Johnpeter Mwolo was 15 when he was diagnosed with Type 1 diabetes. His body, unable to produce the hormone critical for regulating blood sugar, would now rely on manufactured insulin. He learned to give himself the treatment — four injections a day.
But as he was growing up in Tanzania, insulin was expensive and not always available. Mwolo resorted to rationing his insulin, sharing a vial with his cousin, who also had Type 1 diabetes. “It was one vial to two people,” he says. “Many of the necessities that we are supposed to have are not there.”
It’s a global problem that the World Health Organization is now working to address. In November, the WHO launched a pilot program to boost the availability of insulin worldwide. The idea is to work with insulin manufacturers to increase the global supply — and in the process, potentially drive down the price of the treatment. Since then, seven pharmaceutical companies have shown interest in participating in the program.
“The simple fact is, that the prevalence of diabetes is growing, the amount of insulin available to treat diabetes is too low, the prices are too high, so we need to do something,” said Emer Cooke, the head of regulation of medicines and health technologies for the WHO, in a statement.
Insulin is one of the world’s essential medicines. For Type 1 diabetes patients, insulin is a rare example of a medication that’s absolutely necessary to live. Without insulin, sugar in the blood accumulates, which can lead to acute life-threatening complications, such as nerve damage or eye damage and, in the worst case, death.

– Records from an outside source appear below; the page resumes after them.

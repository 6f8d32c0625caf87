//! Wire format spoken with the pricing server.
//!
//! Request frame: the parameter fields plus `type` ("call" | "put"), and an
//! `id` when the client runs in tagged mode:
//! `{"spot":100.0,"strike":100.0,"rate":0.05,"volatility":0.2,"maturity":1.0,"type":"call"}`
//!
//! Response frame: `{"type":"price_result","data":{"price":..,"delta":..,"vega":..,"ts_server":..}}`
//! where the numeric fields may be null. Servers that support tagging echo
//! the request `id` at the top level.

use super::types::{ContractSide, PricingParameters, PricingRequest, PricingResult};
use crate::errors::{ClientError, ClientResult};
use serde::{Deserialize, Serialize};
use uuid::Uuid;

pub const PRICE_RESULT: &str = "price_result";

#[derive(Serialize)]
struct RequestFrame<'a> {
    #[serde(flatten)]
    params: &'a PricingParameters,
    #[serde(rename = "type")]
    side: ContractSide,
    #[serde(skip_serializing_if = "Option::is_none")]
    id: Option<Uuid>,
}

#[derive(Deserialize)]
struct ResponseFrame {
    #[serde(rename = "type")]
    kind: String,
    data: Option<PriceData>,
}

#[derive(Debug, Clone, Copy, PartialEq, Deserialize)]
pub struct PriceData {
    pub price: Option<f64>,
    pub delta: Option<f64>,
    pub vega: Option<f64>,
    pub ts_server: f64,
}

impl PriceData {
    #[inline]
    pub fn into_result(self, request: PricingRequest) -> PricingResult {
        PricingResult {
            price: self.price,
            delta: self.delta,
            vega: self.vega,
            server_ts: self.ts_server,
            request,
        }
    }
}

/// An inbound frame after parsing. The id is extracted even when the body is
/// malformed so a tagged failure still lands on the right request.
#[derive(Debug)]
pub struct DecodedFrame {
    pub id: Option<Uuid>,
    pub body: ClientResult<PriceData>,
}

pub fn encode_request(request: &PricingRequest, id: Option<Uuid>) -> ClientResult<String> {
    let frame = RequestFrame {
        params: &request.params,
        side: request.side,
        id,
    };
    Ok(serde_json::to_string(&frame)?)
}

pub fn decode_response(text: &str) -> DecodedFrame {
    let value: serde_json::Value = match serde_json::from_str(text) {
        Ok(v) => v,
        Err(e) => {
            return DecodedFrame {
                id: None,
                body: Err(ClientError::Protocol(format!("invalid json: {e}"))),
            }
        }
    };

    let id = value
        .get("id")
        .and_then(|v| v.as_str())
        .and_then(|s| Uuid::parse_str(s).ok());

    let body = serde_json::from_value::<ResponseFrame>(value)
        .map_err(ClientError::from)
        .and_then(|frame| {
            if frame.kind != PRICE_RESULT {
                return Err(ClientError::Protocol(format!(
                    "unexpected frame type: {}",
                    frame.kind
                )));
            }
            frame
                .data
                .ok_or_else(|| ClientError::Protocol("price_result without data".into()))
        });

    DecodedFrame { id, body }
}
use crate::errors::ClientResult;
use crate::pricing::types::{ContractSide, DualPricing, PricingParameters, PricingRequest};
use crate::pricing::Pricer;
use crate::state::DeskEvent;
use std::sync::Arc;
use std::time::Duration;
use tokio::sync::mpsc;
use tokio::time::Instant;

/// Turns a stream of raw parameter edits into priced call/put pairs.
///
/// Edits are debounced on the trailing edge: every edit restarts a single
/// timer, and only the vector present when it fires is considered. A settled
/// vector equal to the last successfully dispatched one is ignored.
pub struct Dispatcher<P: Pricer> {
    pricer: Arc<P>,
    debounce: Duration,
    last_dispatched: Option<PricingParameters>,
}

impl<P: Pricer> Dispatcher<P> {
    pub fn new(pricer: Arc<P>, debounce: Duration) -> Self {
        Self {
            pricer,
            debounce,
            last_dispatched: None,
        }
    }

    #[inline]
    pub fn last_dispatched(&self) -> Option<PricingParameters> {
        self.last_dispatched
    }

    /// Runs until the edit stream closes. An edit still waiting on the timer
    /// at that point is discarded.
    pub async fn run(
        mut self,
        mut edits: mpsc::Receiver<PricingParameters>,
        events: mpsc::Sender<DeskEvent>,
    ) {
        tracing::info!(debounce_ms = self.debounce.as_millis() as u64, "dispatcher started");

        let timer = tokio::time::sleep(self.debounce);
        tokio::pin!(timer);
        let mut pending: Option<PricingParameters> = None;

        loop {
            tokio::select! {
                edit = edits.recv() => match edit {
                    Some(params) => {
                        pending = Some(params);
                        timer.as_mut().reset(Instant::now() + self.debounce);
                    }
                    None => {
                        if pending.is_some() {
                            tracing::debug!("edit stream closed, discarding unsettled edit");
                        }
                        break;
                    }
                },
                () = &mut timer, if pending.is_some() => {
                    let Some(params) = pending.take() else { continue };
                    let Some(outcome) = self.settle(params).await else { continue };
                    let event = match outcome {
                        Ok(pricing) => DeskEvent::Priced(Box::new(pricing)),
                        Err(e) => DeskEvent::PricingFailed {
                            params,
                            message: e.to_string(),
                        },
                    };
                    if events.send(event).await.is_err() {
                        tracing::error!("desk channel closed, dispatcher shutting down");
                        break;
                    }
                }
            }
        }

        tracing::info!("dispatcher stopped");
    }

    /// Prices a settled vector. Returns `None` when it matches the last
    /// dispatched vector and nothing was sent.
    pub async fn settle(&mut self, params: PricingParameters) -> Option<ClientResult<DualPricing>> {
        if self.last_dispatched == Some(params) {
            tracing::debug!(spot = params.spot, "settled parameters unchanged, skipping");
            return None;
        }

        if let Err(e) = params.validate() {
            self.last_dispatched = None;
            tracing::warn!(error = %e, "rejected parameter edit");
            return Some(Err(e));
        }

        let (call, put) = tokio::join!(
            self.pricer.price(PricingRequest::new(params, ContractSide::Call)),
            self.pricer.price(PricingRequest::new(params, ContractSide::Put)),
        );

        match (call, put) {
            (Ok(call), Ok(put)) => {
                self.last_dispatched = Some(params);
                let pricing = DualPricing { call, put };
                tracing::info!(
                    spot = params.spot,
                    strike = params.strike,
                    volatility = params.volatility,
                    "{}",
                    pricing.summary()
                );
                Some(Ok(pricing))
            }
            (Err(e), _) | (_, Err(e)) => {
                self.last_dispatched = None;
                if e.is_connection() {
                    tracing::warn!(error = %e, "pricing failed");
                } else {
                    tracing::error!(error = %e, "pricing failed");
                }
                Some(Err(e))
            }
        }
    }
}
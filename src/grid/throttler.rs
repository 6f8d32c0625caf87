use super::axes::GridAxes;
use crate::config::AppConfig;
use crate::pricing::types::{ContractSide, GridCell, PricingParameters, PricingRequest};
use crate::pricing::Pricer;
use crate::state::DeskEvent;
use futures_util::stream::{FuturesUnordered, StreamExt};
use std::sync::Arc;
use std::time::Duration;
use tokio::sync::{mpsc, watch};
use tokio::task::JoinHandle;
use tokio::time::MissedTickBehavior;

#[derive(Debug, Clone, Copy)]
pub struct GridSettings {
    pub points: usize,
    /// Minimum spacing between two dispatches on the same side.
    pub interval: Duration,
    /// Cells of one side allowed in flight at once.
    pub concurrency: usize,
}

impl GridSettings {
    pub fn from_config(config: &AppConfig) -> Self {
        Self {
            points: config.grid_points,
            interval: config.grid_interval,
            concurrency: config.grid_concurrency.max(1),
        }
    }
}

#[derive(Debug, Clone, Copy, PartialEq, Eq, serde::Serialize)]
#[serde(tag = "status", rename_all = "lowercase")]
pub enum GridOutcome {
    Completed { cells: usize },
    Superseded { cells: usize },
}

/// Sweeps the (spot, volatility) heatmap for a settled parameter set.
///
/// Each side drains its cells through a rate-limited work queue: at most
/// `concurrency` requests outstanding, at least `interval` between two
/// dispatches. Starting a new sweep bumps the generation, which cancels any
/// older sweep between cells and drops its in-flight request.
pub struct GridThrottler<P: Pricer> {
    pricer: Arc<P>,
    settings: GridSettings,
    generation: watch::Sender<u64>,
    events: mpsc::Sender<DeskEvent>,
}

impl<P: Pricer> GridThrottler<P> {
    pub fn new(pricer: Arc<P>, settings: GridSettings, events: mpsc::Sender<DeskEvent>) -> Self {
        let (generation, _) = watch::channel(0);
        Self {
            pricer,
            settings,
            generation,
            events,
        }
    }

    #[inline]
    pub fn current_generation(&self) -> u64 {
        *self.generation.borrow()
    }

    #[inline]
    pub fn axes_for(&self, params: &PricingParameters) -> GridAxes {
        GridAxes::for_params(params, self.settings.points)
    }

    /// Supersedes any running sweep and starts one for `params`.
    pub fn start(&self, params: PricingParameters) -> (u64, JoinHandle<()>) {
        let mut generation = 0;
        self.generation.send_modify(|g| {
            *g += 1;
            generation = *g;
        });

        let sweep = Sweep {
            pricer: self.pricer.clone(),
            settings: self.settings,
            params,
            axes: self.axes_for(&params),
            generation,
            events: self.events.clone(),
        };
        let cancel = self.generation.subscribe();
        tracing::info!(generation, spot = params.spot, volatility = params.volatility, "grid sweep started");
        (generation, tokio::spawn(sweep.run(cancel)))
    }

    /// Cancels the running sweep without starting another.
    pub fn cancel(&self) {
        self.generation.send_modify(|g| *g += 1);
    }
}

struct Sweep<P: Pricer> {
    pricer: Arc<P>,
    settings: GridSettings,
    params: PricingParameters,
    axes: GridAxes,
    generation: u64,
    events: mpsc::Sender<DeskEvent>,
}

impl<P: Pricer> Sweep<P> {
    async fn run(self, cancel: watch::Receiver<u64>) {
        let (call, put) = tokio::join!(
            self.run_side(ContractSide::Call, cancel.clone()),
            self.run_side(ContractSide::Put, cancel),
        );
        tracing::debug!(generation = self.generation, ?call, ?put, "grid sweep finished");
    }

    async fn run_side(&self, side: ContractSide, cancel: watch::Receiver<u64>) -> GridOutcome {
        let superseded = superseded(cancel, self.generation);
        tokio::pin!(superseded);

        let mut ticker = (!self.settings.interval.is_zero()).then(|| {
            let mut t = tokio::time::interval(self.settings.interval);
            t.set_missed_tick_behavior(MissedTickBehavior::Delay);
            t
        });

        let mut cells = self.axes.cells();
        let mut in_flight = FuturesUnordered::new();
        let mut done = 0usize;

        let outcome = 'sweep: loop {
            while in_flight.len() < self.settings.concurrency {
                let Some((spot, vol)) = cells.next() else { break };
                if let Some(t) = ticker.as_mut() {
                    tokio::select! {
                        biased;
                        () = &mut superseded => break 'sweep GridOutcome::Superseded { cells: done },
                        _ = t.tick() => {}
                    }
                }
                let request = PricingRequest::new(self.params.with_spot_vol(spot, vol), side);
                in_flight.push(price_cell(self.pricer.as_ref(), request));
            }

            if in_flight.is_empty() {
                break GridOutcome::Completed { cells: done };
            }

            tokio::select! {
                biased;
                () = &mut superseded => break GridOutcome::Superseded { cells: done },
                Some(cell) = in_flight.next() => {
                    done += 1;
                    let event = DeskEvent::GridCell { generation: self.generation, side, cell };
                    if self.events.send(event).await.is_err() {
                        break GridOutcome::Superseded { cells: done };
                    }
                }
            }
        };

        if let GridOutcome::Superseded { cells } = outcome {
            tracing::debug!(generation = self.generation, %side, cells, "grid sweep superseded");
        }
        let _ = self
            .events
            .send(DeskEvent::GridFinished {
                generation: self.generation,
                side,
                outcome,
            })
            .await;
        outcome
    }
}

/// Resolves once the generation moves past `generation` or the throttler is gone.
async fn superseded(mut cancel: watch::Receiver<u64>, generation: u64) {
    let _ = cancel.wait_for(|current| *current != generation).await;
}

/// Prices one cell. A failure degrades the cell to an unknown price.
async fn price_cell<P: Pricer>(pricer: &P, request: PricingRequest) -> GridCell {
    let price = match pricer.price(request).await {
        Ok(result) => result.price,
        Err(e) => {
            tracing::debug!(
                side = %request.side,
                spot = request.params.spot,
                volatility = request.params.volatility,
                error = %e,
                "grid cell failed"
            );
            None
        }
    };
    GridCell {
        spot: request.params.spot,
        volatility: request.params.volatility,
        price,
    }
}
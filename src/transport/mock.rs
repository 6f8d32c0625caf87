//! In-memory transport for tests. Every `connect` hands the test a
//! `MockServer` that sees the raw request frames and scripts the replies.

use super::{link_pair, Connector, Link, LinkEvent, LinkPeer, LINK_CAPACITY};
use crate::errors::{ClientError, ClientResult};
use futures_util::future::BoxFuture;
use serde_json::Value;
use std::sync::atomic::{AtomicUsize, Ordering};
use std::sync::Arc;
use tokio::sync::mpsc;

#[derive(Clone)]
pub struct MockConnector {
    accepted: mpsc::UnboundedSender<MockServer>,
    refuse: Arc<AtomicUsize>,
    connects: Arc<AtomicUsize>,
}

impl MockConnector {
    pub fn new() -> (Self, mpsc::UnboundedReceiver<MockServer>) {
        let (tx, rx) = mpsc::unbounded_channel();
        (
            Self {
                accepted: tx,
                refuse: Arc::new(AtomicUsize::new(0)),
                connects: Arc::new(AtomicUsize::new(0)),
            },
            rx,
        )
    }

    /// Make the next `n` connection attempts fail.
    pub fn refuse_next(&self, n: usize) {
        self.refuse.store(n, Ordering::SeqCst);
    }

    pub fn connect_count(&self) -> usize {
        self.connects.load(Ordering::SeqCst)
    }
}

impl Connector for MockConnector {
    fn connect(&self) -> BoxFuture<'_, ClientResult<Link>> {
        Box::pin(async move {
            self.connects.fetch_add(1, Ordering::SeqCst);
            let refused = self
                .refuse
                .fetch_update(Ordering::SeqCst, Ordering::SeqCst, |n| n.checked_sub(1))
                .is_ok();
            if refused {
                return Err(ClientError::Connection("connection refused".into()));
            }
            let (link, peer) = link_pair(LINK_CAPACITY);
            self.accepted
                .send(MockServer { peer })
                .map_err(|_| ClientError::Connection("mock server gone".into()))?;
            Ok(link)
        })
    }
}

pub struct MockServer {
    peer: LinkPeer,
}

impl MockServer {
    /// Next request frame sent by the client, parsed as JSON.
    pub async fn next_request(&mut self) -> Option<Value> {
        let text = self.peer.outbound.recv().await?;
        serde_json::from_str(&text).ok()
    }

    /// Non-blocking peek used to assert nothing else is on the wire.
    pub fn try_next_request(&mut self) -> Option<Value> {
        let text = self.peer.outbound.try_recv().ok()?;
        serde_json::from_str(&text).ok()
    }

    pub async fn reply_raw(&self, text: impl Into<String>) {
        let _ = self.peer.inbound.send(LinkEvent::Frame(text.into())).await;
    }

    pub async fn reply_price(&self, request: &Value, price: Option<f64>) {
        self.reply_raw(price_frame(request, price)).await;
    }

    pub async fn close(&self) {
        let _ = self.peer.inbound.send(LinkEvent::Closed).await;
    }

    pub async fn fail(&self, reason: &str) {
        let _ = self.peer.inbound.send(LinkEvent::Failed(reason.into())).await;
    }
}

/// A `price_result` frame for `request`, echoing its id when it has one.
pub fn price_frame(request: &Value, price: Option<f64>) -> String {
    let mut frame = serde_json::json!({
        "type": "price_result",
        "data": {
            "price": price,
            "delta": if request["type"] == "call" { 0.6 } else { -0.4 },
            "vega": 0.38,
            "ts_server": 1_700_000_000_000_i64,
        }
    });
    if let Some(id) = request.get("id") {
        frame["id"] = id.clone();
    }
    frame.to_string()
}

/// Deterministic fake price so tests can tell which request an answer belongs to.
pub fn fake_price(request: &Value) -> f64 {
    let spot = request["spot"].as_f64().unwrap_or(0.0);
    let vol = request["volatility"].as_f64().unwrap_or(0.0);
    let side = if request["type"] == "call" { 1.0 } else { -1.0 };
    side * (spot + vol * 1000.0)
}

/// Answers every request on every accepted connection with `fake_price`.
pub fn spawn_echo_server(mut accepted: mpsc::UnboundedReceiver<MockServer>) {
    tokio::spawn(async move {
        while let Some(mut server) = accepted.recv().await {
            tokio::spawn(async move {
                while let Some(request) = server.next_request().await {
                    let price = fake_price(&request);
                    server.reply_price(&request, Some(price)).await;
                }
            });
        }
    });
}
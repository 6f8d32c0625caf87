mod client;
mod config;
mod desk;
mod dispatch;
mod errors;
mod grid;
mod pricing;
mod server;
mod state;
mod transport;

use crate::client::PricingClient;
use crate::dispatch::Dispatcher;
use crate::grid::throttler::{GridSettings, GridThrottler};
use crate::pricing::types::PricingParameters;
use crate::state::{AppState, DeskEvent};
use crate::transport::ws::WsConnector;
use std::sync::Arc;
use tokio::sync::mpsc;

#[tokio::main]
async fn main() {
    // Structured logging
    tracing_subscriber::fmt()
        .with_env_filter(
            tracing_subscriber::EnvFilter::try_from_default_env()
                .unwrap_or_else(|_| tracing_subscriber::EnvFilter::new("info")),
        )
        .with_target(false)
        .with_writer(std::io::stderr)
        .init();

    tracing::info!("pricing desk starting");

    // Load config
    let cfg = match config::AppConfig::from_env() {
        Ok(c) => c,
        Err(e) => {
            tracing::error!("config error: {e}");
            std::process::exit(1);
        }
    };

    tracing::info!(
        url = %cfg.pricing_server_url,
        mode = ?cfg.correlation_mode,
        grid_points = cfg.grid_points,
        "pricing server configured"
    );

    // Pricing client (connects lazily on the first request)
    let connector = WsConnector::new(&cfg.pricing_server_url, cfg.connect_timeout);
    let client = PricingClient::spawn(connector, &cfg);
    let pricer = Arc::new(client.clone());

    // Create bounded channels
    let (edits_tx, edits_rx) = mpsc::channel::<PricingParameters>(256);
    let (desk_tx, desk_rx) = mpsc::channel::<DeskEvent>(1024);

    // Create shared state
    let app_state = AppState::new(cfg.clone(), client.clone(), edits_tx);

    // ── Spawn tasks ──

    // 1. Connection state relay
    let conn_tx = desk_tx.clone();
    let conn_rx = client.watch_state();
    tokio::spawn(async move {
        desk::forward_connection_state(conn_rx, conn_tx).await;
    });

    // 2. Dispatcher (debounced edits -> call/put pairs)
    let dispatcher = Dispatcher::new(pricer.clone(), cfg.debounce);
    let dispatch_tx = desk_tx.clone();
    tokio::spawn(async move {
        dispatcher.run(edits_rx, dispatch_tx).await;
    });

    // 3. Desk task (owns the grid throttler)
    let throttler = GridThrottler::new(pricer, GridSettings::from_config(&cfg), desk_tx.clone());
    let desk_state = app_state.clone();
    let desk_handle = tokio::spawn(async move {
        desk::run_desk(desk_state, throttler, desk_rx).await;
    });

    // 4. Axum HTTP + WS server
    let server_state = app_state.clone();
    let port = cfg.server_port;

    let app = axum::Router::new()
        .route("/api/state", axum::routing::get(server::routes::get_state))
        .route("/api/grid", axum::routing::get(server::routes::get_grid))
        .route("/api/params", axum::routing::post(server::routes::post_params))
        .route("/api/counters", axum::routing::get(server::routes::get_counters))
        .route("/ws", axum::routing::get(server::ws::ws_handler))
        .fallback_service(
            tower_http::services::ServeDir::new("dashboard/dist")
                .fallback(tower_http::services::ServeFile::new("dashboard/dist/index.html")),
        )
        .layer(
            tower_http::cors::CorsLayer::new()
                .allow_origin(tower_http::cors::Any)
                .allow_methods(tower_http::cors::Any)
                .allow_headers(tower_http::cors::Any),
        )
        .with_state(server_state);

    let addr = format!("0.0.0.0:{port}");
    tracing::info!("server listening on {addr}");

    let listener = tokio::net::TcpListener::bind(&addr)
        .await
        .unwrap_or_else(|e| {
            tracing::error!("bind error: {e}");
            std::process::exit(1);
        });

    let served = axum::serve(listener, app)
        .with_graceful_shutdown(async {
            let _ = tokio::signal::ctrl_c().await;
            tracing::info!("shutdown requested");
        })
        .await;
    if let Err(e) = served {
        tracing::error!("server error: {e}");
    }

    let _ = desk_tx.send(DeskEvent::Shutdown).await;
    let _ = desk_handle.await;
    tracing::info!(requests_sent = client.total_sent(), "pricing desk stopped");
}
use super::connection::ConnectionManager;
use super::correlator::{Correlator, FrameOutcome};
use super::{ClientCommand, ClientCounters};
use crate::config::CorrelationMode;
use crate::errors::ClientError;
use crate::transport::{Connector, LinkEvent};
use portable_atomic::Ordering;
use std::sync::Arc;
use std::time::Duration;
use tokio::sync::mpsc;
use tokio::time::Instant;

/// Client driver loop. Sole owner of the connection and the correlation
/// state; callers talk to it only through the bounded command channel.
pub async fn run_client<C: Connector>(
    mut conn: ConnectionManager<C>,
    mut correlator: Correlator,
    mut rx: mpsc::Receiver<ClientCommand>,
    counters: Arc<ClientCounters>,
) {
    tracing::info!(mode = ?correlator.mode(), "pricing client started");

    loop {
        flush(&mut conn, &mut correlator, &counters).await;

        let wake = correlator
            .next_deadline()
            .unwrap_or_else(|| Instant::now() + Duration::from_secs(3600));
        let has_deadline = correlator.in_flight() > 0;

        tokio::select! {
            cmd = rx.recv() => {
                match cmd {
                    Some(ClientCommand::Price { request, reply }) => {
                        correlator.enqueue(request, reply);
                    }
                    None => break,
                }
            }
            event = conn.next_event(), if conn.is_open() => {
                match &event {
                    LinkEvent::Frame(text) => match correlator.on_frame(text) {
                        FrameOutcome::Resolved => {
                            counters.responses_received.fetch_add(1, Ordering::Relaxed);
                        }
                        FrameOutcome::Rejected(e) => {
                            counters.protocol_errors.fetch_add(1, Ordering::Relaxed);
                            tracing::warn!(error = %e, "pricing response rejected");
                        }
                        FrameOutcome::Unmatched => {
                            counters.protocol_errors.fetch_add(1, Ordering::Relaxed);
                        }
                    },
                    terminal => {
                        if let Some(err) = conn.on_terminal(terminal) {
                            let failed = correlator.fail_in_flight(&err);
                            if failed > 0 {
                                counters.connection_errors.fetch_add(failed as u64, Ordering::Relaxed);
                                tracing::warn!(failed, error = %err, "in-flight requests lost with connection");
                            }
                        }
                    }
                }
            }
            _ = tokio::time::sleep_until(wake), if has_deadline => {
                let expired = correlator.expire(Instant::now());
                if expired > 0 {
                    counters.connection_errors.fetch_add(expired as u64, Ordering::Relaxed);
                    tracing::warn!(expired, "pricing requests timed out");
                    // A late positional answer would bind to the next request
                    if correlator.mode() == CorrelationMode::Positional {
                        conn.reset("positional request timed out");
                    }
                }
            }
        }
    }

    let dropped = correlator.fail_all(&ClientError::ChannelClosed("pricing client shut down".into()));
    tracing::info!(dropped, "pricing client stopped");
}

/// Writes every request the correlator allows right now, connecting lazily.
async fn flush<C: Connector>(
    conn: &mut ConnectionManager<C>,
    correlator: &mut Correlator,
    counters: &ClientCounters,
) {
    while let Some((ticket, frame)) = correlator.next_ready() {
        let link = match conn.ensure_connection().await {
            Ok(link) => link,
            Err(e) => {
                counters.connection_errors.fetch_add(1, Ordering::Relaxed);
                ticket.reject(e);
                continue;
            }
        };

        match link.send(frame).await {
            Ok(()) => {
                counters.requests_sent.fetch_add(1, Ordering::Relaxed);
                correlator.mark_sent(ticket, Instant::now());
            }
            Err(e) => {
                counters.connection_errors.fetch_add(1, Ordering::Relaxed);
                conn.invalidate(&e);
                correlator.fail_in_flight(&e);
                ticket.reject(e);
            }
        }
    }
}
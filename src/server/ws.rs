use crate::state::{AppState, ClientMessage};
use axum::extract::ws::{Message, WebSocket};
use axum::extract::{State, WebSocketUpgrade};
use axum::response::Response;
use futures_util::{SinkExt, StreamExt};
use std::sync::Arc;

/// WebSocket upgrade handler
pub async fn ws_handler(
    ws: WebSocketUpgrade,
    State(state): State<Arc<AppState>>,
) -> Response {
    ws.on_upgrade(move |socket| handle_socket(socket, state))
}

async fn handle_socket(socket: WebSocket, state: Arc<AppState>) {
    let (mut sender, mut receiver) = socket.split();
    let mut rx = state.ws_tx.subscribe();

    // Send initial snapshot
    {
        let snapshot = state.snapshot_rx.borrow().clone();
        if let Ok(json) = serde_json::to_string(&snapshot) {
            let msg = Message::Text(json.into());
            if sender.send(msg).await.is_err() {
                return;
            }
        }
    }

    // Forward broadcast messages to this client
    let send_task = tokio::spawn(async move {
        loop {
            let ws_msg = match rx.recv().await {
                Ok(m) => m,
                Err(tokio::sync::broadcast::error::RecvError::Lagged(n)) => {
                    tracing::warn!(skipped = n, "dashboard client lagging");
                    continue;
                }
                Err(_) => break,
            };
            match serde_json::to_string(&ws_msg) {
                Ok(json) => {
                    if sender.send(Message::Text(json.into())).await.is_err() {
                        break;
                    }
                }
                Err(_) => continue,
            }
        }
    });

    // Parameter edits from the dashboard; detect disconnect
    let recv_task = tokio::spawn(async move {
        while let Some(msg) = receiver.next().await {
            match msg {
                Ok(Message::Text(text)) => match serde_json::from_str::<ClientMessage>(text.as_str()) {
                    Ok(ClientMessage::Params(params)) => {
                        if !state.submit_edit(params).await {
                            break;
                        }
                    }
                    Err(e) => tracing::debug!(error = %e, "ignoring dashboard message"),
                },
                Ok(Message::Close(_)) | Err(_) => break,
                _ => {}
            }
        }
    });

    // Wait for either task to finish (client disconnected)
    tokio::select! {
        _ = send_task => {},
        _ = recv_task => {},
    }
}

However, 50% of the estimated 100 million people who are in need of insulin globally do not have reliable access, meaning either they can’t afford insulin or it’s not available. This is according to a 2017 study led by Health Action International, an independent research group.
The price of insulin is especially prohibitive in the developing world, where diabetes is growing rapidly — and governments are struggling to afford the medication to supply hospitals and pharmacies. A 2010 study in Lancet found that 10% of Mozambique’s expenditure on medications was for insulin.
These costs are often passed on to consumers, who also struggle to pay for the treatment. A WHO survey of 24 mostly low- and middle-income countries found that a month’s supply of insulin costs more than a fifth of take-home pay for a worker in Accra, Ghana.